ICAP

“My happiness comes if the baby of the mother I am following is HIV-negative after 18 months,” said Angelina Doki.

Doki is a mentor mother in Juba, the capital and largest city of South Sudan. As a mother and person living with HIV, Doki understands how crucial it is to maintain anti-retroviral treatment (ART) to improve her own health as well as to prevent mother-to-child transmission (PMTCT) of HIV.

In a program funded by the U.S. President’s Emergency Plan for AIDS Relief (PEPFAR) through the Centers for Disease Control and Prevention (CDC), ICAP at Columbia University supports mentor mothers in South Sudan to provide critical health care linkages to pregnant women living with HIV.

Every week, mentor mothers visit the homes of pregnant women living with HIV to conduct health education, provide breastfeeding support, follow up with mothers who have interrupted ART, and monitor viral loads. Mentor mothers help track sexual contacts for HIV testing, children of mothers living with HIV for index testing, HIV-exposed infants for early infant diagnosis (EID) testing, and HIV-infected infants for early initiation on ART.

“I help HIV-positive mothers to deliver at the nearest hospital,” added Doki, “and provide adherence support to take medicine regularly in order to reduce viral load and stop it [HIV] from crossing to infect the unborn baby. I follow mothers and remind them to take their babies to the hospital for sample collection at 6 weeks and nine months, support mothers to exclusively breastfeed, and go to the facility if there is a wound on the nipple.”

Angelina Doki, mentor mother

Trained by ICAP and the National Empowerment of Positive Women United (NEPWU) – the only network of women and girls living with HIV in South Sudan – mentor mothers not only supply pregnant women with information on the basics of HIV, HIV treatment, and PMTCT, but they also provide counseling, a critical component to combatting stigma and maintaining vital HIV health services.

Mariam Paul, also a mentor mother in Juba, said that maintaining these close relationships with pregnant mothers is key to continuing their care.

“My biggest challenge is some mothers don’t disclose their status to their spouses, so it becomes difficult for them to accept follow-up [visits] at home by mentor mothers,” Paul said. “Some mothers also don’t show up for routine visits for antenatal care, refills, viral sample collection, and delivery at the facility. To overcome this, I must know the homes of every mother assigned to me so that I can easily reach out to them and support.”

Mariam Paul, mentor mother

Since 2018, the ICAP-supported program has recruited and deployed 115 mentor mothers throughout South Sudan, providing a total of 440 mothers living with HIV with care and treatment. From the start of the program, 466 HIV-exposed infants have been registered in an electronic system to be followed-up with for consistent testing.

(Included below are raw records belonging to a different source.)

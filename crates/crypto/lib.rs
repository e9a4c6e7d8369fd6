//! Cryptographic primitives used by the wire protocol: Keccak256 hashing,
//! secp256k1 signing/recovery and ECDH, the RLPx key derivation function,
//! and AES-256-CTR stream encryption for frame bodies.
//!
//! This crate only covers what the peer-to-peer transport needs. It does
//! not implement any EVM precompile (BN254, BLS12-381, KZG, modexp, ...) —
//! there is no EVM in this tree.

pub mod aes_ctr;
pub mod ecdsa;
pub mod error;
pub mod kdf;
pub mod keccak;

pub use error::CryptoError;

Mentor mothers have a range of tools at their disposal to assist them in knowledge-sharing as well as mother and child tracking. Most recently, ICAP and NEPWU worked together to develop a flip chart that mentor mothers use to teach pregnant women about the importance of such practices as viral load monitoring. They also maintain a booklet containing contact information and treatment details that tracks mothers who have interrupted ART.

“The mentor mother program is a crucial service in South Sudan,” said Males Elias, ICAP Adherence and Community advisor in South Sudan. “They are an extended care team in the community and the direct contact a mother needs, who, for a variety of reasons, may not be able to go to a health facility on her own. Mentor mothers improve knowledge about HIV and clarify myths mothers may have heard about their own health. Ultimately, their presence, advice, and care can help mothers feel that their health and the health of their family is safe and secure.”

Due to the success of the program, ICAP is planning to expand the number of mentor mothers being deployed in communities as well as increase the number of pregnant women enrolled in the program. To scale tracking efforts of children exposed to HIV, ICAP and NEPWU are training mentor mothers to collect samples directly from infants instead of asking mothers to bring them to a health facility, which has been a constraint to HIV care and treatment in the past.

About ICAP

A major global health organization that has been improving public health in countries around the world for nearly two decades, ICAP works to transform the health of populations through innovation, science, and global collaboration. Based at Columbia Mailman School of Public Health, ICAP has projects in more than 30 countries and is working side-by-side with ministries of health and local governmental, non-governmental, academic, and community partners to confront some of the world’s greatest health challenges. Through evidence-informed programs, meaningful research, tailored technical assistance, effective training and education programs, and rigorous surveillance to measure and evaluate the impact of public health interventions, ICAP aims to realize a global vision of healthy people, empowered communities, and thriving societies.